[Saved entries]
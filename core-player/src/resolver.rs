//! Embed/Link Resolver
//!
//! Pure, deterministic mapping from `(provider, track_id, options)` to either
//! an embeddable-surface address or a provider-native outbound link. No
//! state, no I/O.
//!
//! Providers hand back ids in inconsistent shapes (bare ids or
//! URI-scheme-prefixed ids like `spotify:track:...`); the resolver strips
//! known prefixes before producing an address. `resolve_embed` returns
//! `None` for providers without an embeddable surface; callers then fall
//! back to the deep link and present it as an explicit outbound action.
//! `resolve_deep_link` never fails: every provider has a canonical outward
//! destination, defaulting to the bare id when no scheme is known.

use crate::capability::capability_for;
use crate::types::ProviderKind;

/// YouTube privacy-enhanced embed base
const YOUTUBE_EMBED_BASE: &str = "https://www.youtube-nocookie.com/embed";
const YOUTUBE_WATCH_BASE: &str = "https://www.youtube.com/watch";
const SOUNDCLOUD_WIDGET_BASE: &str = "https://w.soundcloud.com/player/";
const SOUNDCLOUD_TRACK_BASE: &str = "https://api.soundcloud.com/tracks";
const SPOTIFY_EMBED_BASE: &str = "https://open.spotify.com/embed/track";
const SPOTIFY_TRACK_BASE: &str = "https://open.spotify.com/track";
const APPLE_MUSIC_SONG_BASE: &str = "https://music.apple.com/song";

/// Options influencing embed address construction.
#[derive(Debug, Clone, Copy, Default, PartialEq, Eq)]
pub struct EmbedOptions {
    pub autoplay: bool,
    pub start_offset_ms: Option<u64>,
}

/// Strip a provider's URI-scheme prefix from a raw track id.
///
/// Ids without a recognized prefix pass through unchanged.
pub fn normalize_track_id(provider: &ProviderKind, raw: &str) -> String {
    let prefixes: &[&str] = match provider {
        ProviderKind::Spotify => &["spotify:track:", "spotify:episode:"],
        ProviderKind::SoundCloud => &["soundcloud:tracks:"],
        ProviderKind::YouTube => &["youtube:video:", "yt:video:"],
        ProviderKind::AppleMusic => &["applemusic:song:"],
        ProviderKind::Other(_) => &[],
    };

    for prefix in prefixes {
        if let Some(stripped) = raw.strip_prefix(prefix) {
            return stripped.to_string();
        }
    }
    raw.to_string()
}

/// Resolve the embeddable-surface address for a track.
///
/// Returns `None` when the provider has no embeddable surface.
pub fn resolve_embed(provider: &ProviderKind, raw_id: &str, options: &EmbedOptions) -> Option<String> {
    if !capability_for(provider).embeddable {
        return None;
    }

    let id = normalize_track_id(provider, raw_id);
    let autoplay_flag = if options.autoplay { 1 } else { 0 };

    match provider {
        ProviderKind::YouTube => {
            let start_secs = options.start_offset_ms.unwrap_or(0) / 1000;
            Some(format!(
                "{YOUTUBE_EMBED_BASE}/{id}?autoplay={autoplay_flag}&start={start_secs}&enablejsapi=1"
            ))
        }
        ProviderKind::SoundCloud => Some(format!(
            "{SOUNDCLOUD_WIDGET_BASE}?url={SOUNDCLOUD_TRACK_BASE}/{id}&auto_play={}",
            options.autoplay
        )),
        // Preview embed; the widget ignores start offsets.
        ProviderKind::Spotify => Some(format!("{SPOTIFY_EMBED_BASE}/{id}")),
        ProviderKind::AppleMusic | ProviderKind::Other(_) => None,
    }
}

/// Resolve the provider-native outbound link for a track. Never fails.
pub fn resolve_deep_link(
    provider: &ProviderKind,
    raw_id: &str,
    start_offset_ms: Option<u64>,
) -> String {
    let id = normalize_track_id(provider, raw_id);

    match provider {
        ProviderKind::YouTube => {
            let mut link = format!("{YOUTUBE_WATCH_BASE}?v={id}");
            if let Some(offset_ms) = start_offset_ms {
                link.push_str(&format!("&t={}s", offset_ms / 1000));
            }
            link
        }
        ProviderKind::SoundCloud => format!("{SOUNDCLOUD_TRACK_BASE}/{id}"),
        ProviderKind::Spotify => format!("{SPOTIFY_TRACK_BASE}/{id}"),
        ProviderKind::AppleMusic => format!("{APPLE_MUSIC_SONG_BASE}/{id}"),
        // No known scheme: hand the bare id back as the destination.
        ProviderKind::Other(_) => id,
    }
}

...

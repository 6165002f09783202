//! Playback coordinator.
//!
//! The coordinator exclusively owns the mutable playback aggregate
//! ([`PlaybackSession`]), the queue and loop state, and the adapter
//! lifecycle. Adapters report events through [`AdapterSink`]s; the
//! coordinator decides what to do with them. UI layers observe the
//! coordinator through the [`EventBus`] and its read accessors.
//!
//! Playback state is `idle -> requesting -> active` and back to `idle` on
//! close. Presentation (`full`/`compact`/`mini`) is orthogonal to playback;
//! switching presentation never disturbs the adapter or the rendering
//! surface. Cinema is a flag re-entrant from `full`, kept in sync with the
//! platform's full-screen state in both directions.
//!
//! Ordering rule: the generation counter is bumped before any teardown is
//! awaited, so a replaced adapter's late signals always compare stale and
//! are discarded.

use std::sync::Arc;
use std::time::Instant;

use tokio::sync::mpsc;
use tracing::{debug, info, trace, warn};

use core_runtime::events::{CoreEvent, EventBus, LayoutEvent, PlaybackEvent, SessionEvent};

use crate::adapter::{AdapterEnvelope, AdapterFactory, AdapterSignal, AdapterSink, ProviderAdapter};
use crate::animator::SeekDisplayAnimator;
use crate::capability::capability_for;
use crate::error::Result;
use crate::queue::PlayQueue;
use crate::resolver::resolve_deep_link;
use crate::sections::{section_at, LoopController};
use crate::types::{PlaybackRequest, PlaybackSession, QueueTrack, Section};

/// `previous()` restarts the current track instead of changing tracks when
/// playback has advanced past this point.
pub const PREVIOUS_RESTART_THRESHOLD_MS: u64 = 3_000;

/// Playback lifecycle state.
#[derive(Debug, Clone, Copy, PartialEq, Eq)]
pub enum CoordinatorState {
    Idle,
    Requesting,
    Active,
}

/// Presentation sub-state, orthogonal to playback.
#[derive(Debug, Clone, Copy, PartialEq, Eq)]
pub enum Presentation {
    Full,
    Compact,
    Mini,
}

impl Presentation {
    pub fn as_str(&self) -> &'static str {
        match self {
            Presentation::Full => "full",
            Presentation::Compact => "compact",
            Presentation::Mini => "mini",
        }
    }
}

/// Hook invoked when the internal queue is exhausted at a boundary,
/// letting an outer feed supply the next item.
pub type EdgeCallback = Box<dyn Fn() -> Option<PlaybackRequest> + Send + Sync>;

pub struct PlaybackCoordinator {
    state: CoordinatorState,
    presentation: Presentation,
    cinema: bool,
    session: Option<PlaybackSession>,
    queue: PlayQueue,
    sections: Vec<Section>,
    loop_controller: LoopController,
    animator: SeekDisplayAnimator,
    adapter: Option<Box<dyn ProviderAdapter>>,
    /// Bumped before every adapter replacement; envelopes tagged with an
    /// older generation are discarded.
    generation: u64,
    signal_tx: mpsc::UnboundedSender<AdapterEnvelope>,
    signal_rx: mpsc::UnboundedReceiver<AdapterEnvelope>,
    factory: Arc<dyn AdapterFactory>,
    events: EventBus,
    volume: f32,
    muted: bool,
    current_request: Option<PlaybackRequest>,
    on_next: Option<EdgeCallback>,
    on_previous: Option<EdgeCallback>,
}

What to do: Find the word "Some" in the data and copy out each line where it turns up.

Task answer:
        if let Some(stripped) = raw.strip_prefix(prefix) {
            Some(format!(
        ProviderKind::SoundCloud => Some(format!(
        ProviderKind::Spotify => Some(format!("{SPOTIFY_EMBED_BASE}/{id}")),
            if let Some(offset_ms) = start_offset_ms {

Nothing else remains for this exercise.